WORK REQUEST
Look through the entries for the string "AdjustmentDay" and copy every line where it shows up.

EXCERPTED DATA
________________________________________

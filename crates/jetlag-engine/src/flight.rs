//! Flight duration, timezone shift and plausibility checks.

use std::fmt;

use serde::Serialize;

use crate::error::PlannerError;
use crate::offset::{parse_time_point, TimePoint};

/// Flights at or below this many hours are rejected as impossible.
const MIN_DURATION_HOURS: f64 = 0.0;
/// Longer than any itinerary worth planning for, connections included.
const MAX_DURATION_HOURS: f64 = 30.0;
/// Above this, only near-antipodal routes are believable.
const SUSPICIOUS_DURATION_HOURS: f64 = 20.0;
/// Minimum |shift| for which a [`SUSPICIOUS_DURATION_HOURS`] flight is accepted.
const SUSPICIOUS_MIN_SHIFT_HOURS: f64 = 12.0;
/// Ultra long-haul threshold.
const LONG_DURATION_HOURS: f64 = 15.0;

// ── Direction ───────────────────────────────────────────────────────────────

/// Direction of travel implied by the sign of the timezone shift.
#[derive(Debug, Clone, Copy, PartialEq, Eq, Hash, Serialize)]
#[serde(rename_all = "lowercase")]
pub enum Direction {
    East,
    West,
    None,
}

impl Direction {
    /// Classify a signed shift in hours.
    pub fn from_shift(hours_shifted: f64) -> Self {
        if hours_shifted > 0.0 {
            Direction::East
        } else if hours_shifted < 0.0 {
            Direction::West
        } else {
            Direction::None
        }
    }

    /// Sign applied to clock times when pre-adjusting: east moves earlier.
    pub fn clock_sign(self) -> i64 {
        match self {
            Direction::East => -1,
            Direction::West => 1,
            Direction::None => 0,
        }
    }

    pub fn as_str(self) -> &'static str {
        match self {
            Direction::East => "east",
            Direction::West => "west",
            Direction::None => "none",
        }
    }
}

impl fmt::Display for Direction {
    fn fmt(&self, f: &mut fmt::Formatter<'_>) -> fmt::Result {
        f.write_str(self.as_str())
    }
}

// ── Duration & shift ────────────────────────────────────────────────────────

/// Elapsed time and offset change between departure and arrival.
#[derive(Debug, Clone, Copy, PartialEq, Serialize)]
pub struct FlightMetrics {
    pub departure: TimePoint,
    pub arrival: TimePoint,
    /// Real elapsed hours between the two instants (negative if arrival is first).
    pub duration_hours: f64,
    /// Arrival offset minus departure offset.
    pub hours_shifted: f64,
    pub direction: Direction,
}

impl FlightMetrics {
    /// Compute the metrics of two already-parsed timestamps.
    pub fn between(departure: TimePoint, arrival: TimePoint) -> Self {
        let elapsed = arrival.instant - departure.instant;
        let duration_hours = elapsed.num_milliseconds() as f64 / 3_600_000.0;
        let hours_shifted = arrival.offset_hours - departure.offset_hours;

        Self {
            departure,
            arrival,
            duration_hours,
            hours_shifted,
            direction: Direction::from_shift(hours_shifted),
        }
    }

    /// Magnitude of the timezone shift in hours.
    pub fn abs_shift(&self) -> f64 {
        self.hours_shifted.abs()
    }
}

/// Parse both timestamps and derive duration, shift and direction.
///
/// # Errors
///
/// Returns [`PlannerError::InvalidDatetime`] if either timestamp cannot be parsed.
///
/// # Examples
///
/// ```
/// use jetlag_engine::flight::{derive_flight, Direction};
///
/// let m = derive_flight("2025-08-10T14:00:00+00:00", "2025-08-11T09:00:00+09:00").unwrap();
/// assert_eq!(m.duration_hours, 10.0);
/// assert_eq!(m.hours_shifted, 9.0);
/// assert_eq!(m.direction, Direction::East);
/// ```
pub fn derive_flight(departure: &str, arrival: &str) -> Result<FlightMetrics, PlannerError> {
    let departure = parse_time_point(departure)?;
    let arrival = parse_time_point(arrival)?;
    Ok(FlightMetrics::between(departure, arrival))
}

// ── Validation ──────────────────────────────────────────────────────────────

/// Why a flight was rejected.
#[derive(Debug, Clone, Copy, PartialEq, Eq, Hash, Serialize)]
#[serde(rename_all = "snake_case")]
pub enum InvalidReason {
    /// Arrival at or before departure.
    NegativeDuration,
    /// More than 30 hours in the air.
    TooLong,
    /// Over 20 hours without crossing at least 12 zones.
    UnrealisticRoute,
}

impl InvalidReason {
    pub fn as_str(self) -> &'static str {
        match self {
            InvalidReason::NegativeDuration => "negative_duration",
            InvalidReason::TooLong => "too_long",
            InvalidReason::UnrealisticRoute => "unrealistic_route",
        }
    }

    /// Plain explanation of the rejection.
    pub fn description(self) -> &'static str {
        match self {
            InvalidReason::NegativeDuration => {
                "Arrival is at or before departure; check the dates and times."
            }
            InvalidReason::TooLong => {
                "The journey is longer than 30 hours; check the arrival date."
            }
            InvalidReason::UnrealisticRoute => {
                "Over 20 hours in the air while crossing fewer than 12 time zones; check for layovers."
            }
        }
    }

    /// `true` for routes that could exist but look mistyped, `false` for
    /// physically impossible ones.
    pub fn is_suspicious(self) -> bool {
        matches!(self, InvalidReason::UnrealisticRoute)
    }
}

impl fmt::Display for InvalidReason {
    fn fmt(&self, f: &mut fmt::Formatter<'_>) -> fmt::Result {
        f.write_str(self.as_str())
    }
}

/// Length class of an accepted flight.
#[derive(Debug, Clone, Copy, PartialEq, Eq, Hash, Serialize)]
#[serde(rename_all = "lowercase")]
pub enum FlightCategory {
    Normal,
    Long,
}

/// Outcome of [`validate_flight`].
#[derive(Debug, Clone, Copy, PartialEq, Eq)]
pub enum FlightCheck {
    Invalid(InvalidReason),
    Valid(FlightCategory),
}

impl FlightCheck {
    pub fn is_valid(self) -> bool {
        matches!(self, FlightCheck::Valid(_))
    }

    /// One of `impossible`, `suspicious`, `long` or `normal`.
    pub fn label(self) -> &'static str {
        match self {
            FlightCheck::Invalid(reason) if reason.is_suspicious() => "suspicious",
            FlightCheck::Invalid(_) => "impossible",
            FlightCheck::Valid(FlightCategory::Long) => "long",
            FlightCheck::Valid(FlightCategory::Normal) => "normal",
        }
    }
}

/// Classify a flight by its duration and the magnitude of its shift.
///
/// Rules are checked in order: non-positive duration, over 30 hours,
/// over 20 hours with fewer than 12 zones crossed, over 15 hours (long),
/// otherwise normal.
pub fn validate_flight(duration_hours: f64, abs_shift: f64) -> FlightCheck {
    if duration_hours <= MIN_DURATION_HOURS {
        FlightCheck::Invalid(InvalidReason::NegativeDuration)
    } else if duration_hours > MAX_DURATION_HOURS {
        FlightCheck::Invalid(InvalidReason::TooLong)
    } else if duration_hours > SUSPICIOUS_DURATION_HOURS && abs_shift < SUSPICIOUS_MIN_SHIFT_HOURS
    {
        FlightCheck::Invalid(InvalidReason::UnrealisticRoute)
    } else if duration_hours > LONG_DURATION_HOURS {
        FlightCheck::Valid(FlightCategory::Long)
    } else {
        FlightCheck::Valid(FlightCategory::Normal)
    }
}

#[cfg(test)]
mod tests {
    use super::*;

    // ── derive_flight tests ─────────────────────────────────────────────

    #[test]
    fn test_duration_uses_absolute_instants() {
        // Same clock face, three zones apart: 3 real hours, not 0
        let m = derive_flight("2025-03-01T12:00:00+03:00", "2025-03-01T12:00:00+00:00").unwrap();
        assert_eq!(m.duration_hours, 3.0);
        assert_eq!(m.hours_shifted, -3.0);
        assert_eq!(m.direction, Direction::West);
    }

    #[test]
    fn test_duration_fractional_hours() {
        let m = derive_flight("2025-03-01T08:00:00+00:00", "2025-03-01T18:15:00+05:45").unwrap();
        assert_eq!(m.duration_hours, 4.5);
        assert_eq!(m.hours_shifted, 5.75);
    }

    #[test]
    fn test_no_shift_is_direction_none() {
        let m = derive_flight("2025-03-01T08:00:00+01:00", "2025-03-01T10:00:00+01:00").unwrap();
        assert_eq!(m.direction, Direction::None);
        assert_eq!(m.abs_shift(), 0.0);
    }

    #[test]
    fn test_negative_duration_is_reported() {
        let m = derive_flight("2025-03-02T08:00:00+00:00", "2025-03-01T08:00:00+00:00").unwrap();
        assert_eq!(m.duration_hours, -24.0);
    }

    #[test]
    fn test_derive_flight_invalid_input() {
        let result = derive_flight("yesterday", "2025-03-01T08:00:00+00:00");
        assert!(matches!(result, Err(PlannerError::InvalidDatetime(_))));
    }

    // ── validate_flight tests ───────────────────────────────────────────

    #[test]
    fn test_zero_and_negative_are_impossible() {
        assert_eq!(
            validate_flight(0.0, 3.0),
            FlightCheck::Invalid(InvalidReason::NegativeDuration)
        );
        assert_eq!(
            validate_flight(-5.0, 3.0),
            FlightCheck::Invalid(InvalidReason::NegativeDuration)
        );
    }

    #[test]
    fn test_over_thirty_hours_is_too_long() {
        assert_eq!(
            validate_flight(30.5, 14.0),
            FlightCheck::Invalid(InvalidReason::TooLong)
        );
        // Exactly 30h with a big shift is still accepted
        assert_eq!(
            validate_flight(30.0, 14.0),
            FlightCheck::Valid(FlightCategory::Long)
        );
    }

    #[test]
    fn test_long_flight_with_small_shift_is_suspicious() {
        let check = validate_flight(22.0, 11.5);
        assert_eq!(check, FlightCheck::Invalid(InvalidReason::UnrealisticRoute));
        assert_eq!(check.label(), "suspicious");
    }

    #[test]
    fn test_long_flight_with_large_shift_is_long() {
        assert_eq!(
            validate_flight(22.0, 12.0),
            FlightCheck::Valid(FlightCategory::Long)
        );
    }

    #[test]
    fn test_category_boundaries() {
        assert_eq!(validate_flight(15.0, 2.0), FlightCheck::Valid(FlightCategory::Normal));
        assert_eq!(validate_flight(15.5, 2.0), FlightCheck::Valid(FlightCategory::Long));
        assert_eq!(validate_flight(20.0, 0.0), FlightCheck::Valid(FlightCategory::Long));
    }

    #[test]
    fn test_labels() {
        assert_eq!(
            FlightCheck::Invalid(InvalidReason::TooLong).label(),
            "impossible"
        );
        assert_eq!(validate_flight(2.0, 0.0).label(), "normal");
        assert!(!FlightCheck::Invalid(InvalidReason::NegativeDuration).is_valid());
    }
}
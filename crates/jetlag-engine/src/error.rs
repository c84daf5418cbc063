//! Error types for jetlag-engine operations.
//!
//! Implausible flights are not errors: they come back as
//! [`JetLagOutcome::Invalid`](crate::planner::JetLagOutcome::Invalid).
//! These variants cover input text that cannot be read at all.

use thiserror::Error;

#[derive(Error, Debug, Clone, PartialEq, Eq)]
pub enum PlannerError {
    #[error("Invalid datetime: {0}")]
    InvalidDatetime(String),

    #[error("Invalid time of day: {0}")]
    InvalidTime(String),

    #[error("Invalid date: {0}")]
    InvalidDate(String),

    #[error("Invalid options: {0}")]
    InvalidOptions(String),
}

pub type Result<T> = std::result::Result<T, PlannerError>;
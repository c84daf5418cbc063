//! Jet-lag severity buckets and recovery estimates.

use serde::Serialize;

/// Coarse jet-lag severity derived from the shift magnitude alone.
#[derive(Debug, Clone, Copy, PartialEq, Eq, PartialOrd, Ord, Hash, Default, Serialize)]
#[serde(rename_all = "lowercase")]
pub enum Severity {
    #[default]
    None,
    Mild,
    Moderate,
    Severe,
}

/// A severity bucket and the days it usually takes to re-synchronize.
#[derive(Debug, Clone, Copy, PartialEq, Eq, Default, Serialize)]
pub struct SeverityEstimate {
    pub severity: Severity,
    pub recovery_days: u32,
}

/// Classify a timezone shift.
///
/// | \|shift\| | severity | recovery days |
/// |---|---|---|
/// | ≤ 2 | none | 0 |
/// | ≤ 4 | mild | ⌈shift × 0.5⌉ |
/// | ≤ 8 | moderate | ⌈shift × 0.75⌉ |
/// | > 8 | severe | ⌈shift⌉ |
///
/// ```
/// use jetlag_engine::severity::{estimate_severity, Severity};
///
/// let e = estimate_severity(-5.0);
/// assert_eq!(e.severity, Severity::Moderate);
/// assert_eq!(e.recovery_days, 4);
/// ```
pub fn estimate_severity(hours_shifted: f64) -> SeverityEstimate {
    let abs = hours_shifted.abs();
    if abs <= 2.0 {
        return SeverityEstimate::default();
    }

    let (severity, days_per_hour) = if abs <= 4.0 {
        (Severity::Mild, 0.5)
    } else if abs <= 8.0 {
        (Severity::Moderate, 0.75)
    } else {
        (Severity::Severe, 1.0)
    };

    SeverityEstimate {
        severity,
        recovery_days: (abs * days_per_hour).ceil() as u32,
    }
}
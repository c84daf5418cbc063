//! Pre-departure sleep adjustment.
//!
//! Bedtime and wake time move a little each day before departure so the
//! body clock is partly shifted by the time the traveler lands. Eastward
//! trips move the clock earlier at up to an hour a day; westward trips move
//! it later at up to an hour and a half, since delaying sleep is easier
//! than advancing it.

use serde::Serialize;

use crate::flight::Direction;
use crate::format::one_decimal;
use crate::options::PlannerOptions;
use crate::schedule::SleepSchedule;

/// Shifts at or below this need no pre-adjustment.
const NO_ADJUSTMENT_MAX_HOURS: f64 = 2.0;
/// Above this, melatonin and stimulant guidance is added.
const MELATONIN_THRESHOLD_HOURS: f64 = 6.0;
/// Eastward shifts above this get the morning-light and darkness warnings.
const EAST_CRITICAL_THRESHOLD_HOURS: f64 = 4.0;

/// How many days to spread the shift over, and how much per day.
#[derive(Debug, Clone, Copy, PartialEq, Serialize)]
pub struct AdjustmentWindow {
    pub days: u32,
    pub shift_per_day_hours: f64,
}

/// One day of the pre-departure schedule.
#[derive(Debug, Clone, PartialEq, Eq, Serialize)]
pub struct AdjustmentDay {
    pub day: u32,
    pub bedtime: String,
    pub wake_time: String,
}

/// Size the adjustment window for a shift, or `None` when no adjustment is needed.
///
/// Days needed is `⌈|shift| / max per day⌉`, capped at
/// [`PlannerOptions::max_adjustment_days`]; the shift is then spread evenly
/// over the days actually used.
///
/// ```
/// use jetlag_engine::adjustment::adjustment_window;
/// use jetlag_engine::flight::Direction;
/// use jetlag_engine::options::PlannerOptions;
///
/// let w = adjustment_window(Direction::East, 20.0, &PlannerOptions::default()).unwrap();
/// assert_eq!(w.days, 5);
/// assert_eq!(w.shift_per_day_hours, 4.0);
/// ```
pub fn adjustment_window(
    direction: Direction,
    hours_shifted: f64,
    options: &PlannerOptions,
) -> Option<AdjustmentWindow> {
    let abs = hours_shifted.abs();
    if abs <= NO_ADJUSTMENT_MAX_HOURS {
        return None;
    }

    let max_per_day = match direction {
        Direction::East => options.east_max_shift_per_day,
        Direction::West => options.west_max_shift_per_day,
        Direction::None => return None,
    };

    let days_needed = (abs / max_per_day).ceil() as u32;
    let days = days_needed.clamp(1, options.max_adjustment_days.max(1));

    Some(AdjustmentWindow {
        days,
        shift_per_day_hours: abs / f64::from(days),
    })
}

/// Day-by-day bedtime and wake time over the window.
///
/// Day `n` moves both times by `n × shift_per_day`, earlier for east and
/// later for west, rounded to the nearest minute on a 24-hour clock.
pub fn adjustment_days(
    window: AdjustmentWindow,
    direction: Direction,
    sleep: &SleepSchedule,
) -> Vec<AdjustmentDay> {
    (1..=window.days)
        .map(|day| {
            let cumulative = f64::from(day) * window.shift_per_day_hours * 60.0;
            let delta = direction.clock_sign() * cumulative.round() as i64;
            let (bedtime, wake_time) = sleep.shifted(delta);
            AdjustmentDay {
                day,
                bedtime,
                wake_time,
            }
        })
        .collect()
}

/// Build the pre-travel sleep plan as display lines.
pub fn pre_travel_plan(
    direction: Direction,
    hours_shifted: f64,
    sleep: &SleepSchedule,
    options: &PlannerOptions,
) -> Vec<String> {
    let abs = hours_shifted.abs();
    let Some(window) = adjustment_window(direction, hours_shifted, options) else {
        return vec![
            "✅ Minor timezone change - no pre-adjustment needed".to_string(),
            "🛏️ Maintain your normal sleep schedule".to_string(),
        ];
    };

    let mut plan = vec![
        format!(
            "🎯 {} travel across {} time zones",
            direction.as_str().to_uppercase(),
            abs
        ),
        format!("📅 Start adjusting {} days before departure", window.days),
        format!(
            "⏰ Shift {} hours per day ({})",
            one_decimal(window.shift_per_day_hours),
            if direction == Direction::East {
                "earlier"
            } else {
                "later"
            }
        ),
    ];

    plan.extend(
        adjustment_days(window, direction, sleep)
            .into_iter()
            .map(|d| format!("Day {}: Sleep {} → Wake {}", d.day, d.bedtime, d.wake_time)),
    );

    if abs > MELATONIN_THRESHOLD_HOURS {
        plan.push(
            "💊 Consider consulting doctor about melatonin (0.5-3mg, 30min before new bedtime)"
                .to_string(),
        );
        plan.push(
            "🚫 Avoid alcohol and caffeine 6+ hours before sleep during adjustment".to_string(),
        );
    }

    if direction == Direction::East && abs > EAST_CRITICAL_THRESHOLD_HOURS {
        plan.push(
            "🌅 CRITICAL: Get bright light immediately upon waking at destination".to_string(),
        );
        plan.push(
            "😴 Use blackout curtains/eye mask - darkness is crucial for eastward travel"
                .to_string(),
        );
    }

    plan
}

#[cfg(test)]
mod tests {
    use super::*;

    fn sleep() -> SleepSchedule {
        SleepSchedule::parse("23:00", "07:00").unwrap()
    }

    // ── adjustment_window tests ─────────────────────────────────────────

    #[test]
    fn test_window_none_for_small_shift() {
        assert!(adjustment_window(Direction::East, 2.0, &PlannerOptions::default()).is_none());
        assert!(adjustment_window(Direction::West, -1.0, &PlannerOptions::default()).is_none());
    }

    #[test]
    fn test_window_east_one_hour_per_day() {
        let w = adjustment_window(Direction::East, 3.0, &PlannerOptions::default()).unwrap();
        assert_eq!(w.days, 3);
        assert_eq!(w.shift_per_day_hours, 1.0);
    }

    #[test]
    fn test_window_west_ninety_minutes_per_day() {
        let w = adjustment_window(Direction::West, -6.0, &PlannerOptions::default()).unwrap();
        assert_eq!(w.days, 4);
        assert_eq!(w.shift_per_day_hours, 1.5);
    }

    #[test]
    fn test_window_capped() {
        let w = adjustment_window(Direction::East, 9.0, &PlannerOptions::default()).unwrap();
        assert_eq!(w.days, 5);
        assert!((w.shift_per_day_hours - 1.8).abs() < 1e-9);
    }

    #[test]
    fn test_window_respects_custom_cap() {
        let options = PlannerOptions {
            max_adjustment_days: 2,
            ..Default::default()
        };
        let w = adjustment_window(Direction::West, -9.0, &options).unwrap();
        assert_eq!(w.days, 2);
        assert_eq!(w.shift_per_day_hours, 4.5);
    }

    // ── adjustment_days tests ───────────────────────────────────────────

    #[test]
    fn test_days_east_move_earlier() {
        let w = adjustment_window(Direction::East, 3.0, &PlannerOptions::default()).unwrap();
        let days = adjustment_days(w, Direction::East, &sleep());
        assert_eq!(days.len(), 3);
        assert_eq!(days[0].bedtime, "22:00");
        assert_eq!(days[0].wake_time, "06:00");
        assert_eq!(days[2].bedtime, "20:00");
        assert_eq!(days[2].wake_time, "04:00");
    }

    #[test]
    fn test_days_west_move_later_across_midnight() {
        let w = adjustment_window(Direction::West, -3.0, &PlannerOptions::default()).unwrap();
        let days = adjustment_days(w, Direction::West, &sleep());
        assert_eq!(days.len(), 2);
        assert_eq!(days[0].bedtime, "00:30");
        assert_eq!(days[0].wake_time, "08:30");
        assert_eq!(days[1].bedtime, "02:00");
    }

    #[test]
    fn test_days_round_to_nearest_minute() {
        // 3.25h east over 4 days: 48.75 minutes per day
        let w = adjustment_window(Direction::East, 3.25, &PlannerOptions::default()).unwrap();
        let days = adjustment_days(w, Direction::East, &sleep());
        assert_eq!(days[0].bedtime, "22:11");
        assert_eq!(days[3].bedtime, "19:45");
    }

    // ── pre_travel_plan tests ───────────────────────────────────────────

    #[test]
    fn test_plan_small_shift_two_lines() {
        let plan = pre_travel_plan(Direction::West, -1.0, &sleep(), &PlannerOptions::default());
        assert_eq!(plan.len(), 2);
        assert!(plan[0].contains("no pre-adjustment needed"));
    }

    #[test]
    fn test_plan_east_nine_hours() {
        let plan = pre_travel_plan(Direction::East, 9.0, &sleep(), &PlannerOptions::default());
        assert_eq!(plan[0], "🎯 EAST travel across 9 time zones");
        assert_eq!(plan[1], "📅 Start adjusting 5 days before departure");
        assert_eq!(plan[2], "⏰ Shift 1.8 hours per day (earlier)");
        assert_eq!(plan[3], "Day 1: Sleep 21:12 → Wake 05:12");
        assert_eq!(plan[7], "Day 5: Sleep 14:00 → Wake 22:00");
        // melatonin + alcohol, then critical light + darkness
        assert_eq!(plan.len(), 12);
        assert!(plan[8].contains("melatonin"));
        assert!(plan[10].contains("CRITICAL"));
    }

    #[test]
    fn test_plan_west_five_hours_has_no_extras() {
        let plan = pre_travel_plan(Direction::West, -5.0, &sleep(), &PlannerOptions::default());
        assert_eq!(plan[0], "🎯 WEST travel across 5 time zones");
        assert_eq!(plan[2], "⏰ Shift 1.3 hours per day (later)");
        // header + 4 days
        assert_eq!(plan.len(), 7);
    }

    #[test]
    fn test_plan_fractional_zone_count() {
        let plan = pre_travel_plan(Direction::East, 5.5, &sleep(), &PlannerOptions::default());
        assert_eq!(plan[0], "🎯 EAST travel across 5.5 time zones");
        // east > 4 adds the critical pair, < 6 skips melatonin
        assert!(plan.last().unwrap().contains("blackout"));
        assert!(!plan.iter().any(|l| l.contains("melatonin")));
    }
}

________________________________________

YOUR RESPONSE
pub struct AdjustmentDay {
) -> Vec<AdjustmentDay> {
            AdjustmentDay {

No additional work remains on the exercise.